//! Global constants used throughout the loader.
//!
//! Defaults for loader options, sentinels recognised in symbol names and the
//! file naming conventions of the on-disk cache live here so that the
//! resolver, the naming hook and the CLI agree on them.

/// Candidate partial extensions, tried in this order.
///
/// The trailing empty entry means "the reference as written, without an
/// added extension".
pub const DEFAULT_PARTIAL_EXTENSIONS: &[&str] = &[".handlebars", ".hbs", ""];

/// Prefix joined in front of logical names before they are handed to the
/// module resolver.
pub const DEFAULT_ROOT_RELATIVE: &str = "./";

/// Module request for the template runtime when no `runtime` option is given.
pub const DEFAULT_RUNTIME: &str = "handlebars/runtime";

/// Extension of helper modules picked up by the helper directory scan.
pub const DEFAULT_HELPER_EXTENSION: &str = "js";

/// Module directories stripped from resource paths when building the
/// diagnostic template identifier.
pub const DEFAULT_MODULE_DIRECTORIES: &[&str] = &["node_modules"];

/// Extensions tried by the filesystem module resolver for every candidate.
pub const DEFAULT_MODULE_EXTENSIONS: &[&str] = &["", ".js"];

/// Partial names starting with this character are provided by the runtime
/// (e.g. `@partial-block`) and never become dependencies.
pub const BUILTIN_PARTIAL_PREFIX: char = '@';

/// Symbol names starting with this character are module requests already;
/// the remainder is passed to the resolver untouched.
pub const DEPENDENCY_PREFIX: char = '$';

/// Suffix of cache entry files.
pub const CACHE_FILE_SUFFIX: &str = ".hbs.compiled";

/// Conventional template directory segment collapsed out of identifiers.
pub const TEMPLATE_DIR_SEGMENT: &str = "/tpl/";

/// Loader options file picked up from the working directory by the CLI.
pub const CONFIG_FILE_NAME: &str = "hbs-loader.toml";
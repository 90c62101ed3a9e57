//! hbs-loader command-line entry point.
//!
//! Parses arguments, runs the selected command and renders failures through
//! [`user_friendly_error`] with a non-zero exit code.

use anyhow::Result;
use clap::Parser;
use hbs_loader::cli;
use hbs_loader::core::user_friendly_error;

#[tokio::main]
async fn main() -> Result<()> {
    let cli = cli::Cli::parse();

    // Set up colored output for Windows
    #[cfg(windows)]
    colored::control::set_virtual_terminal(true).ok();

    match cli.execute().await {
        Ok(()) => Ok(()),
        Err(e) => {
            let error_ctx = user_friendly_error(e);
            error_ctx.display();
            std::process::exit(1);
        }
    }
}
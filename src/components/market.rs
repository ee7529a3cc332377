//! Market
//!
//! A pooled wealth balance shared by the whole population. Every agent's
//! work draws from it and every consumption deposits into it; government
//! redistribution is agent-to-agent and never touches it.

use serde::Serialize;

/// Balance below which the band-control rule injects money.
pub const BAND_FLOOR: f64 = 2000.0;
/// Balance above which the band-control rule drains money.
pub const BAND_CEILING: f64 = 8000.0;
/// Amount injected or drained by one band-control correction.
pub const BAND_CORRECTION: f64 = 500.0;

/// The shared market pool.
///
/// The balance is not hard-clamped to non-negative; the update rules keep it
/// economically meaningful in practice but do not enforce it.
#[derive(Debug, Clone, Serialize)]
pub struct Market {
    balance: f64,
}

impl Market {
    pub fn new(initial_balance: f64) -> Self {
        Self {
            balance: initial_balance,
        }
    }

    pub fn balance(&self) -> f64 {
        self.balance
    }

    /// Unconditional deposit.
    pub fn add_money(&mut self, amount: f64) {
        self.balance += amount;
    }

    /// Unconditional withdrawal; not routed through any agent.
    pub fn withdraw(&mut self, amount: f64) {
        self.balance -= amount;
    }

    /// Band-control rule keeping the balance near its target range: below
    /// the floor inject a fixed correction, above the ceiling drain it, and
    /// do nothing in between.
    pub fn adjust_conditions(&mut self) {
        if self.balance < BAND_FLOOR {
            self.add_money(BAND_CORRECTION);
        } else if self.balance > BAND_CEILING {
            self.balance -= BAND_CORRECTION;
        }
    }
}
============
### WORK TASK
Copy out each entry above with no deviation.

### RESULT OF THIS EXERCISE
//! Global constants used throughout the loader.
//!
//! Defaults for loader options, sentinels recognised in symbol names and the
//! file naming conventions of the on-disk cache live here so that the
//! resolver, the naming hook and the CLI agree on them.

/// Candidate partial extensions, tried in this order.
///
/// The trailing empty entry means "the reference as written, without an
/// added extension".
pub const DEFAULT_PARTIAL_EXTENSIONS: &[&str] = &[".handlebars", ".hbs", ""];

/// Prefix joined in front of logical names before they are handed to the
/// module resolver.
pub const DEFAULT_ROOT_RELATIVE: &str = "./";

/// Module request for the template runtime when no `runtime` option is given.
pub const DEFAULT_RUNTIME: &str = "handlebars/runtime";

/// Extension of helper modules picked up by the helper directory scan.
pub const DEFAULT_HELPER_EXTENSION: &str = "js";

/// Module directories stripped from resource paths when building the
/// diagnostic template identifier.
pub const DEFAULT_MODULE_DIRECTORIES: &[&str] = &["node_modules"];

/// Extensions tried by the filesystem module resolver for every candidate.
pub const DEFAULT_MODULE_EXTENSIONS: &[&str] = &["", ".js"];

/// Partial names starting with this character are provided by the runtime
/// (e.g. `@partial-block`) and never become dependencies.
pub const BUILTIN_PARTIAL_PREFIX: char = '@';

/// Symbol names starting with this character are module requests already;
/// the remainder is passed to the resolver untouched.
pub const DEPENDENCY_PREFIX: char = '$';

/// Suffix of cache entry files.
pub const CACHE_FILE_SUFFIX: &str = ".hbs.compiled";

/// Conventional template directory segment collapsed out of identifiers.
pub const TEMPLATE_DIR_SEGMENT: &str = "/tpl/";

/// Loader options file picked up from the working directory by the CLI.
pub const CONFIG_FILE_NAME: &str = "hbs-loader.toml";
repository 90c62101ed3a9e57
//! hbs-loader command-line entry point.
//!
//! Parses arguments, runs the selected command and renders failures through
//! [`user_friendly_error`] with a non-zero exit code.

use anyhow::Result;
use clap::Parser;
use hbs_loader::cli;
use hbs_loader::core::user_friendly_error;

#[tokio::main]
async fn main() -> Result<()> {
    let cli = cli::Cli::parse();

    // Set up colored output for Windows
    #[cfg(windows)]
    colored::control::set_virtual_terminal(true).ok();

    match cli.execute().await {
        Ok(()) => Ok(()),
        Err(e) => {
            let error_ctx = user_friendly_error(e);
            error_ctx.display();
            std::process::exit(1);
        }
    }
}
filename src/components/market.rs
repository ee7529a3cc332377
//! Market
//!
//! A pooled wealth balance shared by the whole population. Every agent's
//! work draws from it and every consumption deposits into it; government
//! redistribution is agent-to-agent and never touches it.

use serde::Serialize;

/// Balance below which the band-control rule injects money.
pub const BAND_FLOOR: f64 = 2000.0;
/// Balance above which the band-control rule drains money.
pub const BAND_CEILING: f64 = 8000.0;
/// Amount injected or drained by one band-control correction.
pub const BAND_CORRECTION: f64 = 500.0;

/// The shared market pool.
///
/// The balance is not hard-clamped to non-negative; the update rules keep it
/// economically meaningful in practice but do not enforce it.
#[derive(Debug, Clone, Serialize)]
pub struct Market {
    balance: f64,
}

impl Market {
    pub fn new(initial_balance: f64) -> Self {
        Self {
            balance: initial_balance,
        }
    }

    pub fn balance(&self) -> f64 {
        self.balance
    }

    /// Unconditional deposit.
    pub fn add_money(&mut self, amount: f64) {
        self.balance += amount;
    }

    /// Unconditional withdrawal; not routed through any agent.
    pub fn withdraw(&mut self, amount: f64) {
        self.balance -= amount;
    }

    /// Band-control rule keeping the balance near its target range: below
    /// the floor inject a fixed correction, above the ceiling drain it, and
    /// do nothing in between.
    pub fn adjust_conditions(&mut self) {
        if self.balance < BAND_FLOOR {
            self.add_money(BAND_CORRECTION);
        } else if self.balance > BAND_CEILING {
            self.balance -= BAND_CORRECTION;
        }
    }
}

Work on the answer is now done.